In-depth

Analysis, interviews, roundtables, reports and more on the topics that matter to you.

Perspective
03 May 2022

Export Finance Research Report 2022: top 5 takeaways

In:
Oil & gas, Renewables
Researcher
TXF Intelligence's Export Finance Research Report 2022 presents the latest market trends in the export finance industry, delving into the challenges facing all sectors, where participants see opportunity, and where they feel improvements are necessary.

Covid-19 has dominated much of the news for the past few years, but as the recovery gathers pace new challenges have arisen, not least inflation, the huge global impact of the war in Ukraine and, perhaps most importantly, greater pressure to aid the energy transition.  These issues, and the response to them, is central to this year's TXF export finance research report.

With over 400 unique survey responses from 29 individual banks, 18 ECAs and hundreds of their corporate clients and insights from multiple interviewees, the report has the following take-aways for the industry:

ECA and bank exposure to Russia is significant and claims are expected

Russia was the 3rd largest borrower in 2021, and the largest borrowing country according to TXF data.

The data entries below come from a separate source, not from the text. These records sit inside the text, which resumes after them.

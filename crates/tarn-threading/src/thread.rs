//! Worker Thread Handles
//!
//! One OS thread per handle, running a single closure to completion. A
//! handle owns its thread until it is joined, detached into a
//! [`ThreadManager`], or abandoned.

use std::fmt;
use std::thread::{self, JoinHandle};

use crate::sync::Mutex;

/// Owns one worker thread from spawn to join.
///
/// Dropping a running handle joins it; a worker only outlives its handle
/// after an explicit detach or abandon.
pub struct Thread {
    handle: Option<JoinHandle<()>>,
}

impl Thread {
    /// Start `f` on a new thread immediately; does not block.
    pub fn spawn<F>(f: F) -> Self
    where
        F: FnOnce() + Send + 'static,
    {
        Self {
            handle: Some(thread::spawn(f)),
        }
    }

    /// Like [`Thread::spawn`], with a thread name for logs and debuggers.
    pub fn named<F>(name: &str, f: F) -> Self
    where
        F: FnOnce() + Send + 'static,
    {
        let handle = thread::Builder::new()
            .name(name.to_string())
            .spawn(f)
            .expect("Failed to spawn worker thread");
        Self {
            handle: Some(handle),
        }
    }

    /// Block until the worker finishes, then empty the handle.
    ///
    /// Idempotent: joining an already-joined handle is a no-op. A panic that
    /// escaped the worker is logged here, not propagated.
    pub fn join(&mut self) {
        if let Some(handle) = self.handle.take() {
            if handle.join().is_err() {
                tracing::error!("worker thread panicked");
            }
        }
    }

    /// Sever the handle without waiting.
    ///
    /// The thread keeps running and whatever it holds is reclaimed only when
    /// it returns or the process exits. Restricted to shutdown paths that
    /// accept that.
    pub fn abandon(&mut self) {
        if let Some(handle) = self.handle.take() {
            tracing::warn!(thread = ?handle.thread().name(), "abandoning a running worker thread");
            drop(handle);
        }
    }

    /// Hand ownership to `manager`, which joins all adopted threads when it
    /// is torn down.
    pub fn detach(mut self, manager: &ThreadManager) {
        if let Some(handle) = self.handle.take() {
            manager.adopt(handle);
        }
    }

    /// Whether the handle still owns its thread.
    pub fn is_running(&self) -> bool {
        self.handle.is_some()
    }
}

impl Drop for Thread {
    fn drop(&mut self) {
        self.join();
    }
}

impl fmt::Debug for Thread {
    fn fmt(&self, f: &mut fmt::Formatter<'_>) -> fmt::Result {
        f.debug_struct("Thread")
            .field("running", &self.handle.is_some())
            .finish()
    }
}

/// Collection point for detached threads.
///
/// Teardown joins (never abandons) every adopted thread, so no detached
/// worker outlives the manager.
#[derive(Debug, Default)]
pub struct ThreadManager {
    adopted: Mutex<Vec<JoinHandle<()>>>,
}

impl ThreadManager {
    pub fn new() -> Self {
        Self {
            adopted: Mutex::new(Vec::new()),
        }
    }

    fn adopt(&self, handle: JoinHandle<()>) {
        self.adopted.lock().push(handle);
    }

    /// Number of detached threads not yet joined.
    pub fn detached_count(&self) -> usize {
        self.adopted.lock().len()
    }
}

impl Drop for ThreadManager {
    fn drop(&mut self) {
        let handles = std::mem::take(&mut *self.adopted.lock());
        if handles.is_empty() {
            return;
        }
        tracing::debug!(count = handles.len(), "joining detached threads");
        for handle in handles {
            if handle.join().is_err() {
                tracing::error!("detached thread panicked");
            }
        }
    }
}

The accumulative total volume of ECA debt extended to the Russian Federation stands at $40.4 billion across 88 deals. And the concentration risk for project sponsors, European/Russian banks, and ECAs active in the region is high, especially in the oil & gas sector. ECAs with exposure to Russia are expecting claims, according to one European ECA with a large exposure to Russia.

“It's no secret that ECAs expect claims, however we don't know which volume these claims will produce, and I think not everything will have to be paid out this year because if we have longer term transactions we pay according to the maturity schedule. So payments will be divided over years to come, provided the situation doesn't change.”

There continues to be broad dissatisfaction with OECD Arrangement

Despite the recent changes to local content being warmly received there remains broad dissatisfaction with the Arrangement in its current guise, with most respondents giving the Arrangement little more than a 3 out of 5. Only 3% of all respondents did not believe the Arrangement needed changing. Lower minimum premium pricing for projects that achieve positive social / environmental impacts was the most requested change, alongside 100% cover and longer tenors. Despite calls for change, implementing reform has been, and remains, an arduous process at the OECD level, and appears that, for the time being, ECAs will continue playing on uneven ground. A European banker gave their view.    

“There is undercutting of the Arrangement, some ECAs find their way with untied programmes and so on, which shows a lot of flexibility. Some of them have been quite creative with these programmes to support the exporters with a route of around the consensus, which is something you can understand on one hand, on the other hand, of course, it's not a fair level playing field. If you have, let's say, a more strict ECA, this has a negative impact on the local exporter. So there has to be improvement.”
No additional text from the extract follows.